▶ [TASK DETAILS]:
Do any lines in the data below contain "await"? If so, copy every one of them.

▶ [SOURCE MATERIAL]:

-*-*-

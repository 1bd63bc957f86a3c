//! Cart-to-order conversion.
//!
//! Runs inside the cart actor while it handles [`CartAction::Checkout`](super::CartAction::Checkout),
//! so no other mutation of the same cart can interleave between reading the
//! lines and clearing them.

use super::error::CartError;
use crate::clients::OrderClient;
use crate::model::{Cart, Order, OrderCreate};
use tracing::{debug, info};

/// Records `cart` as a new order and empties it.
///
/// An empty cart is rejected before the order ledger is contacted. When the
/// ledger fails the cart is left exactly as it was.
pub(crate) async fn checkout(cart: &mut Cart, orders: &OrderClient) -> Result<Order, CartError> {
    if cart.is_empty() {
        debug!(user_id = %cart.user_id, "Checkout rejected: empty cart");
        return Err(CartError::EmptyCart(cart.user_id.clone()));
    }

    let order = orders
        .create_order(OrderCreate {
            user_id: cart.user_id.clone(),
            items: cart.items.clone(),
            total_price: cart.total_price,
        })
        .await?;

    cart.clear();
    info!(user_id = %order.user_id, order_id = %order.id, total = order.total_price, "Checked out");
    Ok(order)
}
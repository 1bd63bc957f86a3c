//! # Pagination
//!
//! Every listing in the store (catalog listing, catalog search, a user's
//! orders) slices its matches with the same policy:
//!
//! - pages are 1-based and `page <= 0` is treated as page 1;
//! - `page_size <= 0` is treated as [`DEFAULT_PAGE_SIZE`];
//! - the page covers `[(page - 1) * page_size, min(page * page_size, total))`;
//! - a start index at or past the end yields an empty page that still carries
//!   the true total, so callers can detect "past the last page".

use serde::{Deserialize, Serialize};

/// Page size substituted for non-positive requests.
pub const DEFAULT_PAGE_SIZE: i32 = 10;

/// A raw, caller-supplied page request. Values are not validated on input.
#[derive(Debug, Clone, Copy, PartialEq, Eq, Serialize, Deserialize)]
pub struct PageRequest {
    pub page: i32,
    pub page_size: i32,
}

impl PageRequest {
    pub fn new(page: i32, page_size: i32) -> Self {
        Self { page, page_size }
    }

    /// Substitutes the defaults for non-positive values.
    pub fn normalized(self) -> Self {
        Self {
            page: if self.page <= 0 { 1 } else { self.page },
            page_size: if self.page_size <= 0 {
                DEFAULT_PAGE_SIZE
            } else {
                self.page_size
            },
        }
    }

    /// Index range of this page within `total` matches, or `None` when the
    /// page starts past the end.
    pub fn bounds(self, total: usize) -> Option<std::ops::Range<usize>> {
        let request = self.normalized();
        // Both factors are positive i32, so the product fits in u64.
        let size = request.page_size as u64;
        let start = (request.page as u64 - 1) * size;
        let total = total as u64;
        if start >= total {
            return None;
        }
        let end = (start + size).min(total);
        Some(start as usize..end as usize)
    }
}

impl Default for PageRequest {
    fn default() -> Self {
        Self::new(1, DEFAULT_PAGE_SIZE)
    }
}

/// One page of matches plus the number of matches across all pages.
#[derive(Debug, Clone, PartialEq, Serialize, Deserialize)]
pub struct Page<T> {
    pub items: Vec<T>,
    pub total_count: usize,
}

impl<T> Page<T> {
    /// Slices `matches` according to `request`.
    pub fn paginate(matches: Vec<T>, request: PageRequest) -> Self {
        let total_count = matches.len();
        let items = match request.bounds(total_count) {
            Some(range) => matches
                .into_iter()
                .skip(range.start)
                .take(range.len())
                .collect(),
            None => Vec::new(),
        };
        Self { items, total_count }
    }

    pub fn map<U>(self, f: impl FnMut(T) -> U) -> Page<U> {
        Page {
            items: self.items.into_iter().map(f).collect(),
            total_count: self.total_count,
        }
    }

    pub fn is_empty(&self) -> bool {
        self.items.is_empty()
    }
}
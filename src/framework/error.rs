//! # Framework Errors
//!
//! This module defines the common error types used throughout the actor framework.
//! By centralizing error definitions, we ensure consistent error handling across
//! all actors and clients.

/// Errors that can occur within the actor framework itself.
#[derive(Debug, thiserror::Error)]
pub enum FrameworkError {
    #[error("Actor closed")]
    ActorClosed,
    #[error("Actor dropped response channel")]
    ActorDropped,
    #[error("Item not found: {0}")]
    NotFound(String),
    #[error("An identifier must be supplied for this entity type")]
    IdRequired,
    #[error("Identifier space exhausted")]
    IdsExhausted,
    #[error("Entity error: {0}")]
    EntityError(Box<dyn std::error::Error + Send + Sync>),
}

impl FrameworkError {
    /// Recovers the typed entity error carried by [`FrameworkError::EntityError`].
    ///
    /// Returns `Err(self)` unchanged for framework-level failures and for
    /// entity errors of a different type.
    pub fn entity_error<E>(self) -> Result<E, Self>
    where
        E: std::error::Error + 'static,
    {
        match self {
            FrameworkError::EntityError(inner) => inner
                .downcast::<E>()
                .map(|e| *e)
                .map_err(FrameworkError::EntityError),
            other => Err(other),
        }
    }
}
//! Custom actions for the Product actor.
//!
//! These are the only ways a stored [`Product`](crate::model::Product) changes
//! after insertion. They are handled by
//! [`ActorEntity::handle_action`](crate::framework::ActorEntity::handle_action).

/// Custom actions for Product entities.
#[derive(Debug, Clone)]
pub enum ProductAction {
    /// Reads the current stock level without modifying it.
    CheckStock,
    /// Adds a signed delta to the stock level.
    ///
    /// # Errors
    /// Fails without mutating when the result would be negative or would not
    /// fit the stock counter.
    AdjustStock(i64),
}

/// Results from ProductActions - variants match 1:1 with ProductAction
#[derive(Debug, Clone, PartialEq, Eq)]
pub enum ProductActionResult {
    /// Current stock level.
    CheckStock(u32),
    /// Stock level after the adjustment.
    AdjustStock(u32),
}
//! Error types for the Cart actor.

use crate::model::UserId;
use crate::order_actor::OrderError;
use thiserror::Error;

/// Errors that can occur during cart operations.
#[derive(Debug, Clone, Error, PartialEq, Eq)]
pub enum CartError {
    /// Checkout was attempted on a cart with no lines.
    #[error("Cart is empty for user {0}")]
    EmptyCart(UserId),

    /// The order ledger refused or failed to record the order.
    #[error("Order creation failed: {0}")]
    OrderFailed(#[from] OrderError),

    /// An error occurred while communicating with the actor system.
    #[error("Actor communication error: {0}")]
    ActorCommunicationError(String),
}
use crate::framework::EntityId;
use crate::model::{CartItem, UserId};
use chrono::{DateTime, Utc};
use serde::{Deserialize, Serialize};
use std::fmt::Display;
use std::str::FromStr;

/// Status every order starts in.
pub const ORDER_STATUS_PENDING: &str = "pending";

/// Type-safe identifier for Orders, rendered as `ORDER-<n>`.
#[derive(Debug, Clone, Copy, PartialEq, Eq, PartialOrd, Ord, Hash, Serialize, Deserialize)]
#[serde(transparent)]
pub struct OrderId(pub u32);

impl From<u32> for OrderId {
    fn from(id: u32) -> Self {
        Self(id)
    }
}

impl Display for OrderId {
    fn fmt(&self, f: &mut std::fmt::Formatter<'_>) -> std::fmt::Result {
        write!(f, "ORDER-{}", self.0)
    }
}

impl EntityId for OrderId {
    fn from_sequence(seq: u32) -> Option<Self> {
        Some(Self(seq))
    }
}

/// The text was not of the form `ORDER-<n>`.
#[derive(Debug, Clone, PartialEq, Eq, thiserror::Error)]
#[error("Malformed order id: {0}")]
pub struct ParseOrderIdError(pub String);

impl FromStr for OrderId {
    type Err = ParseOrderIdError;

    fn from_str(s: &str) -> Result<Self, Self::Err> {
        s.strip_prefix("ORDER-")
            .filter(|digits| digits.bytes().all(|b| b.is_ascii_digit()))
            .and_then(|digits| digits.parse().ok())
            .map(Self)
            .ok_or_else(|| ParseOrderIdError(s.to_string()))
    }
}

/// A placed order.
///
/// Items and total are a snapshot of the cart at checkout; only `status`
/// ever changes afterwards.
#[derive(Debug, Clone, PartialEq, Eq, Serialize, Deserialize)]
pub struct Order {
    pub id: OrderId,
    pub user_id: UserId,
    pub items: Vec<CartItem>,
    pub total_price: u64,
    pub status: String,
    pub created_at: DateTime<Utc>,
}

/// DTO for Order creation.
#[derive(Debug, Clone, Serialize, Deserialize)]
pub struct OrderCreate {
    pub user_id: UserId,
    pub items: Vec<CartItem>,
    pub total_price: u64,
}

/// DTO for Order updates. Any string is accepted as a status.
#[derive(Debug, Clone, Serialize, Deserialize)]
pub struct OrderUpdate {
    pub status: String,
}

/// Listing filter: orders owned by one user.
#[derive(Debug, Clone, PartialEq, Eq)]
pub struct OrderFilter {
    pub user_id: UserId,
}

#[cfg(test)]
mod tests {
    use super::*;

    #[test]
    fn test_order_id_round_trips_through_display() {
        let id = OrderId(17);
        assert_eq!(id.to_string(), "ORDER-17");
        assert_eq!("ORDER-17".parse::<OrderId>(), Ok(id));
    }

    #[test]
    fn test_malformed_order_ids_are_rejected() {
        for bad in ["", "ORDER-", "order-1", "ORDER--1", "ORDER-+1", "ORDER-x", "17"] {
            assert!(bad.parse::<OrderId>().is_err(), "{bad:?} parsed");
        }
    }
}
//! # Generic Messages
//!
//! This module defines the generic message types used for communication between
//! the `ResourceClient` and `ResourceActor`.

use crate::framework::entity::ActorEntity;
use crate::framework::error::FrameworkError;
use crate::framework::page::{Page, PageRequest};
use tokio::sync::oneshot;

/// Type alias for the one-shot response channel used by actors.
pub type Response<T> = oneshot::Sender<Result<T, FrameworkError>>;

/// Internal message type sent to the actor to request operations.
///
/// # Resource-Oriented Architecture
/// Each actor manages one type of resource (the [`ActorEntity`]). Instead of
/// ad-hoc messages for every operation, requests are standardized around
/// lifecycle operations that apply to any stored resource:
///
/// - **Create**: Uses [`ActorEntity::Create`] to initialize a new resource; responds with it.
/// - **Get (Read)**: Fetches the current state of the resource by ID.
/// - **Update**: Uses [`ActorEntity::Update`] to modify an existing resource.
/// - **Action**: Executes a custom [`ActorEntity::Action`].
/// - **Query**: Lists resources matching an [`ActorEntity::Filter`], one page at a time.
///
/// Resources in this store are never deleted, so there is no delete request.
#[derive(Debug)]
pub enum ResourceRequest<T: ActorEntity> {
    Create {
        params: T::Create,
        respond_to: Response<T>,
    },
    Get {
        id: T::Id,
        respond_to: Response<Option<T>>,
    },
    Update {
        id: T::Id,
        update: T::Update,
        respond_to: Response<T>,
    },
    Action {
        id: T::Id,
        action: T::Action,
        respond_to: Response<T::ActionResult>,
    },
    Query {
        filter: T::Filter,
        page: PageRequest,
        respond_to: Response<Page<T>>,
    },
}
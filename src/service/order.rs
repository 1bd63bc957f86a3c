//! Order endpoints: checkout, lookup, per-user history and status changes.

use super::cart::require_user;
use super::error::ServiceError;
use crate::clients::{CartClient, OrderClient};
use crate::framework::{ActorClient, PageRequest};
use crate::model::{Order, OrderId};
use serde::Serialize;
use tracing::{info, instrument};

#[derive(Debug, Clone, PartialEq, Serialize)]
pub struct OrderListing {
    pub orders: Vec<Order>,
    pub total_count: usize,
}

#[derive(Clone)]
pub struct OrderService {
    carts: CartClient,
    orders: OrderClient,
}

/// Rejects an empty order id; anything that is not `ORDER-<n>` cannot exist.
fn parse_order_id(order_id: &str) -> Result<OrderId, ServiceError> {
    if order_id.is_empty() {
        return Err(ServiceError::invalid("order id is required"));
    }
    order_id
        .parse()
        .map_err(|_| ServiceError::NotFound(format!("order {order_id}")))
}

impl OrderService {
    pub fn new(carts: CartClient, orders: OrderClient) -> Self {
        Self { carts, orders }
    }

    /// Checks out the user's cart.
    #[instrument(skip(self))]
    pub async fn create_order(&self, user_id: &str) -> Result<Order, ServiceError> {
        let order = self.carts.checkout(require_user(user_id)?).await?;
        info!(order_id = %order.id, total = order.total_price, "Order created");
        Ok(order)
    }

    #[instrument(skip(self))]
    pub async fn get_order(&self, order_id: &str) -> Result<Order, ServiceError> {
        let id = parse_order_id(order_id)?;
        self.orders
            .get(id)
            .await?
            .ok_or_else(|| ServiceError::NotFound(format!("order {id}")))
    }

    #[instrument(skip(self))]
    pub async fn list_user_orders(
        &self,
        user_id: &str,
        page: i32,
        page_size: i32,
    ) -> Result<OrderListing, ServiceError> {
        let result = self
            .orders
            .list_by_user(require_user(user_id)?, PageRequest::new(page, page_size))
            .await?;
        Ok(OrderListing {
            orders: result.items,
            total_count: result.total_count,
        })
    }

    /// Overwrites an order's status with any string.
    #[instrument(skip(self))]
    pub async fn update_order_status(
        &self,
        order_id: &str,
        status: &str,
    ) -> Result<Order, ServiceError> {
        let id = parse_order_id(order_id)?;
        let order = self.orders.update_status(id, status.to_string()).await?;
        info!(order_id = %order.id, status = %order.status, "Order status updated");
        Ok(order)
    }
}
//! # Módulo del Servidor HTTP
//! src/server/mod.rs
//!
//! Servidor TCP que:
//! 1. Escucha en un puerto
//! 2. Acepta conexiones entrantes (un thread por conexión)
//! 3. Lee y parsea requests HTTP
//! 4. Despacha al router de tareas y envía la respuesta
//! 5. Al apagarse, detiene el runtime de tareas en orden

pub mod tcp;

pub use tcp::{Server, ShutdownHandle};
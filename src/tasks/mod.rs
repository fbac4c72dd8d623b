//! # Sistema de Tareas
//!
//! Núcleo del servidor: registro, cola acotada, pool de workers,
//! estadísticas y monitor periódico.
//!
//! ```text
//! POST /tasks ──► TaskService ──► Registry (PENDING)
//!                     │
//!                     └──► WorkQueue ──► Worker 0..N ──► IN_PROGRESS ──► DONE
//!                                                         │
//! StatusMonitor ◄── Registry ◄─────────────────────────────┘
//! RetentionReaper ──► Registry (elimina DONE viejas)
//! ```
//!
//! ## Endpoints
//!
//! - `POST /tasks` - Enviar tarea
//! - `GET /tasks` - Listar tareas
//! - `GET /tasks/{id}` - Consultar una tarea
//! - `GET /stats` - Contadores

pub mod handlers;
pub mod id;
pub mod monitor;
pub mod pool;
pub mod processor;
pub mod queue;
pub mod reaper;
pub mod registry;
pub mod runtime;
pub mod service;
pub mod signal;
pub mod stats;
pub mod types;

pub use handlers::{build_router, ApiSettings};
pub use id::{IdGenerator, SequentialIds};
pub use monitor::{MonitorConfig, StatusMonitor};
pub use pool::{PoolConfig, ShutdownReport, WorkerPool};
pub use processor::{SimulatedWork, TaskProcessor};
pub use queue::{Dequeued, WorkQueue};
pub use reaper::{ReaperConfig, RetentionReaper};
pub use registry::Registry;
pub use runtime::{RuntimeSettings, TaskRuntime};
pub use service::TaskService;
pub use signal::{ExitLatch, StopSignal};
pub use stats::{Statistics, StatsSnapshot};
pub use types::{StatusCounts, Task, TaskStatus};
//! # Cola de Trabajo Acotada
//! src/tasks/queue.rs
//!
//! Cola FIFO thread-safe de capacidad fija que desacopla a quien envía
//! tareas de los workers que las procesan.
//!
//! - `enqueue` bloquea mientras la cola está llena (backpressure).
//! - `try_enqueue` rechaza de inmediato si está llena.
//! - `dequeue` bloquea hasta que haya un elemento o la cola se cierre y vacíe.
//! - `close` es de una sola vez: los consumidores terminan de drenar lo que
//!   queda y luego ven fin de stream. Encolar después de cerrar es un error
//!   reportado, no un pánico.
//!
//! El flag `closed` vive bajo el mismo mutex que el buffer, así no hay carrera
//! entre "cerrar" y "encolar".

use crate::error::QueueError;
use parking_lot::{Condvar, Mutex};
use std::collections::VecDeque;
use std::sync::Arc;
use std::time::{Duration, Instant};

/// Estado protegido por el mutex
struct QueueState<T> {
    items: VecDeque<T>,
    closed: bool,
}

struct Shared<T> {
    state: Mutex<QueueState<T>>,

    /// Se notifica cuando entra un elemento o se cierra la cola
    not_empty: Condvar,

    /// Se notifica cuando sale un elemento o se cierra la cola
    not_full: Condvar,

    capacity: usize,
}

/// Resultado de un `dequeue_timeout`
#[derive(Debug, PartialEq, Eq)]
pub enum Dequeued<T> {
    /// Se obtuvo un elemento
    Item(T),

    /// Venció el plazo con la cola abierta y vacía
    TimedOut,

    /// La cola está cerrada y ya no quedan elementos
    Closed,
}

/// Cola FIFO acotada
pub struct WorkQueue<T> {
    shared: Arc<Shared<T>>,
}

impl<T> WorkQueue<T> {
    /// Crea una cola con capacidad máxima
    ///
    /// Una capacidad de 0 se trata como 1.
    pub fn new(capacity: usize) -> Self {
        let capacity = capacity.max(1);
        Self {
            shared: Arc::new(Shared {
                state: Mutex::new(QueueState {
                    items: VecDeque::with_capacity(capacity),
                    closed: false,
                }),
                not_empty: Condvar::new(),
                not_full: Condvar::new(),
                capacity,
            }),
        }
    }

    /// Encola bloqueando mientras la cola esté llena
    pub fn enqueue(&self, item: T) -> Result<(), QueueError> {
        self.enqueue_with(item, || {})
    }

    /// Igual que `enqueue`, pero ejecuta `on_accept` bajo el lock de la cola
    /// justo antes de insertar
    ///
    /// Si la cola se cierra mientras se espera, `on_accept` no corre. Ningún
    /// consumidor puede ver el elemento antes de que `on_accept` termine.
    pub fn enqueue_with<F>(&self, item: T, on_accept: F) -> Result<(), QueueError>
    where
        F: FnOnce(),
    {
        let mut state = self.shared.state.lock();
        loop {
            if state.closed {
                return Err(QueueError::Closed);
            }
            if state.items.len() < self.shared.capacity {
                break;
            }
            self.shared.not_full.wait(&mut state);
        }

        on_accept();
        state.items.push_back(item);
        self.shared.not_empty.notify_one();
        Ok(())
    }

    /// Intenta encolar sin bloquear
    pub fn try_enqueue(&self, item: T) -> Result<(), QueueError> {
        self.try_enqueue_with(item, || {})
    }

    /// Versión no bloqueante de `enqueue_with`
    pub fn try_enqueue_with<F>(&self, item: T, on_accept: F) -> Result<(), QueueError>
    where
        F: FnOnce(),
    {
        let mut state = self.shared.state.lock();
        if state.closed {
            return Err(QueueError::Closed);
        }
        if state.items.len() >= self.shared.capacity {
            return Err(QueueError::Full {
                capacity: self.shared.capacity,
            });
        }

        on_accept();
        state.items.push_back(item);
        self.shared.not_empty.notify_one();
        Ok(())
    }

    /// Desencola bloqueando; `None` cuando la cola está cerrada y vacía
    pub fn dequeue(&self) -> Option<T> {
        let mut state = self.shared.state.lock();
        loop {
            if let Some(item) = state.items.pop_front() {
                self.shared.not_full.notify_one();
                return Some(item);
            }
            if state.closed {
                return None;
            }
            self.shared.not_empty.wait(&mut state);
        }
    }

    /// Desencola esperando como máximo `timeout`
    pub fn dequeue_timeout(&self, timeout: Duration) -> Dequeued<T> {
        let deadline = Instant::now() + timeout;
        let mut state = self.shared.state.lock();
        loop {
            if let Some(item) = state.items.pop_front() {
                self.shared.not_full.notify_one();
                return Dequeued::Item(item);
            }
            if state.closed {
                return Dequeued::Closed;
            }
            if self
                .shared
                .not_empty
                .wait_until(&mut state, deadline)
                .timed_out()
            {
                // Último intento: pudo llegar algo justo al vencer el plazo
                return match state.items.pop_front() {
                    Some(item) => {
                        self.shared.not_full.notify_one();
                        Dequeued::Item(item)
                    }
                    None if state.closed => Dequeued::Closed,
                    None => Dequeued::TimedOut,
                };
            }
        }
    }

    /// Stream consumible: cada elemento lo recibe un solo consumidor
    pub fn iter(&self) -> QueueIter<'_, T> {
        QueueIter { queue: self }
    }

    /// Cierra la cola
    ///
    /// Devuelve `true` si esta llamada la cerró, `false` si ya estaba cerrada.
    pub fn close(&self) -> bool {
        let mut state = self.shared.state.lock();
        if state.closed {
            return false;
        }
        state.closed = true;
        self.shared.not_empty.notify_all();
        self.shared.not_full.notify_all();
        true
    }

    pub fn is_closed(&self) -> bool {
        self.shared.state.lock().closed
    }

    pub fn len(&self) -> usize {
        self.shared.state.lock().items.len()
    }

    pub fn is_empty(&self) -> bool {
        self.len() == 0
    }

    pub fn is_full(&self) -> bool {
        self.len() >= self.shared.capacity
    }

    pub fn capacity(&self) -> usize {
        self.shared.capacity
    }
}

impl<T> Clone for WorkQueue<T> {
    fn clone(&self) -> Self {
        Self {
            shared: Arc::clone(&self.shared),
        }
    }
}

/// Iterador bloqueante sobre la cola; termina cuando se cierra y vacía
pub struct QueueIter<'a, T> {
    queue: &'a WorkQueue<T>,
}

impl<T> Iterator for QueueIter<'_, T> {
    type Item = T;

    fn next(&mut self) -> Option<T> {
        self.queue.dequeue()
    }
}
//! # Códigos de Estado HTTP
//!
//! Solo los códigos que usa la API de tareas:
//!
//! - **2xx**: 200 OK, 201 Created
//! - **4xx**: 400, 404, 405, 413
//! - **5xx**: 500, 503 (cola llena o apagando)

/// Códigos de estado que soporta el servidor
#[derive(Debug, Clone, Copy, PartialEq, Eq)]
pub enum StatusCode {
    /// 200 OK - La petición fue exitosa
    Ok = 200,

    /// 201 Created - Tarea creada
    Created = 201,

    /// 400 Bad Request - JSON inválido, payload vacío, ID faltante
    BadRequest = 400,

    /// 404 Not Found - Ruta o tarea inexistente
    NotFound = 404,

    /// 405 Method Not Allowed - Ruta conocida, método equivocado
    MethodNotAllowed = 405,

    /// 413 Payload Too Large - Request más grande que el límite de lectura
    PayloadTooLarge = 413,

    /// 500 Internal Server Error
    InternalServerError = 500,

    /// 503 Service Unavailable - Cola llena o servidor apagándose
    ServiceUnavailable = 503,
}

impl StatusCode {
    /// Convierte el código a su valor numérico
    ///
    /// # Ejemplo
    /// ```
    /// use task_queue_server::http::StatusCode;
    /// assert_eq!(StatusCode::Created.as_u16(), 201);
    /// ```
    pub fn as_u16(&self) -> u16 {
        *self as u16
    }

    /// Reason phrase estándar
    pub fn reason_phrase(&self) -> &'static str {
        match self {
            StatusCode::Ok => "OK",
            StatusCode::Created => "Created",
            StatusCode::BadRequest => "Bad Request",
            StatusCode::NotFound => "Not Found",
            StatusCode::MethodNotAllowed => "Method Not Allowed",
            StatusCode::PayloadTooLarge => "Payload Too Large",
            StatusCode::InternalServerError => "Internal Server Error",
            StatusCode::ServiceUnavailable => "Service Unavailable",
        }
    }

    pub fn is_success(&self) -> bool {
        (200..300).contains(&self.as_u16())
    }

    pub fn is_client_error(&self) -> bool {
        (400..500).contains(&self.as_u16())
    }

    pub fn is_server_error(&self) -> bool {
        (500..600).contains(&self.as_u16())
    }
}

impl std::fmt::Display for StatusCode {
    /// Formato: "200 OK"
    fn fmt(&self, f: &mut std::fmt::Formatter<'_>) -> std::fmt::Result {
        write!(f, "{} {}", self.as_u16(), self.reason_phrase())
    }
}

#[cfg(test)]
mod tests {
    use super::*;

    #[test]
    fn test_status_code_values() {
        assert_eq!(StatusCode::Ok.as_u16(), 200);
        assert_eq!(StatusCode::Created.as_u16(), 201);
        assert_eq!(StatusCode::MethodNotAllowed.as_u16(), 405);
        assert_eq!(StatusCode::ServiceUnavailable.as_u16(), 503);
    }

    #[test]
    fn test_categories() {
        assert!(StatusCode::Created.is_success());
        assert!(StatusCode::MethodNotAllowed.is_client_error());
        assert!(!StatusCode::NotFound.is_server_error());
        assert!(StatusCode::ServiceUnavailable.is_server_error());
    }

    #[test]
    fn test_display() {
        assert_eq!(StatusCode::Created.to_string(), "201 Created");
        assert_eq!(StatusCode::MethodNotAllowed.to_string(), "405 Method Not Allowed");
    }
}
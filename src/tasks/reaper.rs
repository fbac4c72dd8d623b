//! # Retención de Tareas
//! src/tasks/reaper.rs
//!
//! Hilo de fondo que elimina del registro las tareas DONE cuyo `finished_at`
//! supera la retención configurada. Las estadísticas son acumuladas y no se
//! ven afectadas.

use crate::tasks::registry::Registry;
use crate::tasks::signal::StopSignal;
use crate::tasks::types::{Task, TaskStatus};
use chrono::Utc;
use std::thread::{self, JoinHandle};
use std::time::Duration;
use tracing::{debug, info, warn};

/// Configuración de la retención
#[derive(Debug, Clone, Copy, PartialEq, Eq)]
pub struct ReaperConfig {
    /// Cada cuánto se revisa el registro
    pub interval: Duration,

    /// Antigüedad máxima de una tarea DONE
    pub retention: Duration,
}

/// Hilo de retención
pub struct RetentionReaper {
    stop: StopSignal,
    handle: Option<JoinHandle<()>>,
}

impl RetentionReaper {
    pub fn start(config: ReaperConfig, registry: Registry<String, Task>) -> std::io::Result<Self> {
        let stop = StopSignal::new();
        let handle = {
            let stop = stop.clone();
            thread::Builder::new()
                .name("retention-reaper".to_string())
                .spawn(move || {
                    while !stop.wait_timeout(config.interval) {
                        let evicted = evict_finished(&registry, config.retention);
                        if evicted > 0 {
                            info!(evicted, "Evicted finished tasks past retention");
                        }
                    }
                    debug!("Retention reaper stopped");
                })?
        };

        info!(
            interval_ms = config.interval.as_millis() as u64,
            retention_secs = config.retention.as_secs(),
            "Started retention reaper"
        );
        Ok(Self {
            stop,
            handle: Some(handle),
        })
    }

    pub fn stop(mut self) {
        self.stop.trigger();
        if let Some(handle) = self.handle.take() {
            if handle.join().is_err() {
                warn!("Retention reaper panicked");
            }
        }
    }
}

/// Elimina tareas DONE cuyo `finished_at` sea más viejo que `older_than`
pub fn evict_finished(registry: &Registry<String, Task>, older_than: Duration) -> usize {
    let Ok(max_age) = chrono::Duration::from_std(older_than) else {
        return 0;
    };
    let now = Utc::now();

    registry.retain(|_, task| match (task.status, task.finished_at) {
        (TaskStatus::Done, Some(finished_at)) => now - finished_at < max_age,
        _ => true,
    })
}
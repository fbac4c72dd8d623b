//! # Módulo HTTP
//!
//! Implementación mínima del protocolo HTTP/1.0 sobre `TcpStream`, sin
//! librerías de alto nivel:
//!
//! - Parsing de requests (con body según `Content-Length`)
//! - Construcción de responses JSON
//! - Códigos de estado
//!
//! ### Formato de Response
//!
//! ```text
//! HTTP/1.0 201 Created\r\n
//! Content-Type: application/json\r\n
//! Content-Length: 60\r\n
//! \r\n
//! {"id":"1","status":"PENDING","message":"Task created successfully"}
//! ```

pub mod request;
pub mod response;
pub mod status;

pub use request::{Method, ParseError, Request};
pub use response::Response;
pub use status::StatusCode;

-*-*-

▶ [OUTPUT]:
        .await?;
        let order = self.carts.checkout(require_user(user_id)?).await?;
            .await?
            .await?;
        let order = self.orders.update_status(id, status.to_string()).await?;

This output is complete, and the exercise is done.